--- Records from a data collection ---

--------

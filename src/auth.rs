//! # Authentication and Authorization
//!
//! This module provides operator bearer authentication and owner header validation
//! for the management API endpoints.

use std::sync::Arc;

use axum::{
    extract::{FromRef, FromRequestParts, Request, State},
    http::{HeaderMap, header::AUTHORIZATION, request::Parts},
    middleware::Next,
    response::Response,
};
use serde::{Deserialize, Serialize};
use subtle::ConstantTimeEq;
use utoipa::IntoParams;
use uuid::Uuid;

use crate::config::AppConfig;
use crate::error::{ApiError, unauthorized, unauthorized_with_trace_id, validation_error};
use crate::server::AppState;
use crate::telemetry::TraceContext;

/// Owner ID wrapper for type safety
#[derive(Debug, Clone, Serialize, Deserialize, PartialEq, Eq)]
pub struct OwnerId(pub Uuid);

/// Marker type for authenticated operator requests
#[derive(Debug, Clone, Copy, PartialEq, Eq)]
pub struct OperatorAuth;

/// Extractor for owner ID from request extensions
#[derive(Debug, Clone)]
pub struct OwnerExtension(pub OwnerId);

impl FromRef<AppState> for Arc<AppConfig> {
    fn from_ref(app_state: &AppState) -> Self {
        Arc::clone(&app_state.config)
    }
}

/// Authentication middleware that validates bearer tokens and owner headers
pub async fn auth_middleware(
    State(config): State<Arc<AppConfig>>,
    request: Request,
    next: Next,
) -> Result<Response, ApiError> {
    let headers = request.headers().clone();

    // Extract trace_id from request context for consistent error responses
    let trace_id = request
        .extensions()
        .get::<TraceContext>()
        .map(|ctx| ctx.trace_id.clone());

    let token = extract_bearer_token_with_trace_id(&headers, trace_id.clone())?;
    validate_token(&config, token)?;

    let owner = extract_owner_id(&headers)?;
    tracing::info!(owner_id = %owner.0, "Authenticated operator request");

    let mut request = request;
    request.extensions_mut().insert(OwnerExtension(owner));
    request.extensions_mut().insert(OperatorAuth);

    Ok(next.run(request).await)
}

fn extract_bearer_token_with_trace_id(
    headers: &HeaderMap,
    trace_id: Option<String>,
) -> Result<&str, ApiError> {
    let trace_id_clone = trace_id.clone();

    headers
        .get(AUTHORIZATION)
        .ok_or_else(|| {
            if let Some(trace_id_val) = trace_id_clone {
                unauthorized_with_trace_id(Some("Missing Authorization header"), trace_id_val)
            } else {
                unauthorized(Some("Missing Authorization header"))
            }
        })
        .and_then(|value| {
            let trace_id_clone2 = trace_id.clone();
            value.to_str().map_err(|_| {
                if let Some(trace_id_val) = trace_id_clone2 {
                    unauthorized_with_trace_id(Some("Invalid Authorization header"), trace_id_val)
                } else {
                    unauthorized(Some("Invalid Authorization header"))
                }
            })
        })
        .and_then(|header| {
            header.strip_prefix("Bearer ").ok_or_else(|| {
                if let Some(trace_id_val) = trace_id {
                    unauthorized_with_trace_id(
                        Some("Authorization header must use Bearer scheme"),
                        trace_id_val,
                    )
                } else {
                    unauthorized(Some("Authorization header must use Bearer scheme"))
                }
            })
        })
}

fn validate_token(config: &AppConfig, token: &str) -> Result<(), ApiError> {
    let is_valid = config
        .operator_tokens
        .iter()
        .any(|configured| ConstantTimeEq::ct_eq(token.as_bytes(), configured.as_bytes()).into());

    if is_valid {
        Ok(())
    } else {
        Err(unauthorized(Some("Invalid bearer token")))
    }
}

fn extract_owner_id(headers: &HeaderMap) -> Result<OwnerId, ApiError> {
    let header_value = headers
        .get("X-Owner-Id")
        .ok_or_else(|| {
            validation_error(
                "Missing required header",
                serde_json::json!({ "X-Owner-Id": "Required header is missing" }),
            )
        })?
        .to_str()
        .map_err(|_| {
            validation_error(
                "Invalid owner header",
                serde_json::json!({ "X-Owner-Id": "Header must be valid UTF-8" }),
            )
        })?;

    header_value.parse::<Uuid>().map(OwnerId).map_err(|_| {
        validation_error(
            "Invalid owner ID",
            serde_json::json!({ "X-Owner-Id": "Must be a valid UUID" }),
        )
    })
}

/// OpenAPI header parameter for X-Owner-Id
#[derive(Debug, Serialize, Deserialize, IntoParams, utoipa::ToSchema)]
#[into_params(parameter_in = Header)]
pub struct OwnerHeader {
    /// Owner identifier (UUID) that scopes the request to that owner's projects
    #[serde(rename = "X-Owner-Id")]
    #[param(rename = "X-Owner-Id", value_type = String)]
    pub owner_id: String,
}

impl<S> FromRequestParts<S> for OwnerExtension
where
    Arc<AppConfig>: FromRef<S>,
    S: Sync,
{
    type Rejection = ApiError;

    async fn from_request_parts(parts: &mut Parts, _state: &S) -> Result<Self, Self::Rejection> {
        parts
            .extensions
            .get::<OwnerExtension>()
            .cloned()
            .ok_or_else(|| {
                validation_error(
                    "Owner context missing",
                    serde_json::json!({ "X-Owner-Id": "Owner context not present" }),
                )
            })
    }
}

impl<S> FromRequestParts<S> for OperatorAuth
where
    Arc<AppConfig>: FromRef<S>,
    S: Sync,
{
    type Rejection = ApiError;

    async fn from_request_parts(parts: &mut Parts, _state: &S) -> Result<Self, Self::Rejection> {
        parts
            .extensions
            .get::<OperatorAuth>()
            .copied()
            .ok_or_else(|| unauthorized(Some("Operator authentication required")))
    }
}
//! Legacy-aware widget resolution.
//!
//! Embed snippets in the wild carry three generations of id: a widget id,
//! a project id from before widgets existed, and project ids whose default
//! widget has since been deleted. Delivery tries each interpretation in
//! order. Isolated here so the chain can collapse to widget-by-id once the
//! old embeds age out.

use sea_orm::DatabaseConnection;
use tracing::debug;
use uuid::Uuid;

use crate::error::ApiError;
use crate::models::{project, widget};
use crate::repositories::{ProjectRepository, WidgetRepository};

/// A fully resolved delivery target: the widget plus its owning project.
/// Activity checks happen in the handler; resolution only finds rows.
#[derive(Debug, Clone)]
pub struct ResolvedWidget {
    pub widget: widget::Model,
    pub project: project::Model,
}

/// Resolve an embed id to a widget through the fallback chain:
/// widget by id, then the project's default widget, then the project's
/// oldest widget. `Ok(None)` means the id matches nothing.
pub async fn resolve_widget(
    db: &DatabaseConnection,
    id: Uuid,
) -> Result<Option<ResolvedWidget>, ApiError> {
    let widgets = WidgetRepository::new(db);
    let projects = ProjectRepository::new(db);

    if let Some(widget) = widgets.get_widget(id).await? {
        let Some(project) = projects.get_project(widget.project_id).await? else {
            // FK guarantees the parent row; a miss here is a torn delete
            debug!(widget_id = %id, "widget resolved but project row missing");
            return Ok(None);
        };
        return Ok(Some(ResolvedWidget { widget, project }));
    }

    // Not a widget id; treat it as a project id from a legacy embed
    let Some(project) = projects.get_project(id).await? else {
        return Ok(None);
    };

    if let Some(widget) = widgets.find_default_for_project(project.id).await? {
        debug!(project_id = %id, widget_id = %widget.id, "resolved legacy embed via default widget");
        return Ok(Some(ResolvedWidget { widget, project }));
    }

    if let Some(widget) = widgets.find_oldest_for_project(project.id).await? {
        debug!(project_id = %id, widget_id = %widget.id, "resolved legacy embed via oldest widget");
        return Ok(Some(ResolvedWidget { widget, project }));
    }

    Ok(None)
}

--------

--- WHAT TO PRODUCE ---
Scan the entries above for the string "utoipa", and copy every line where it turns up.

--- ANSWER SPACE ---
use utoipa::IntoParams;
#[derive(Debug, Serialize, Deserialize, IntoParams, utoipa::ToSchema)]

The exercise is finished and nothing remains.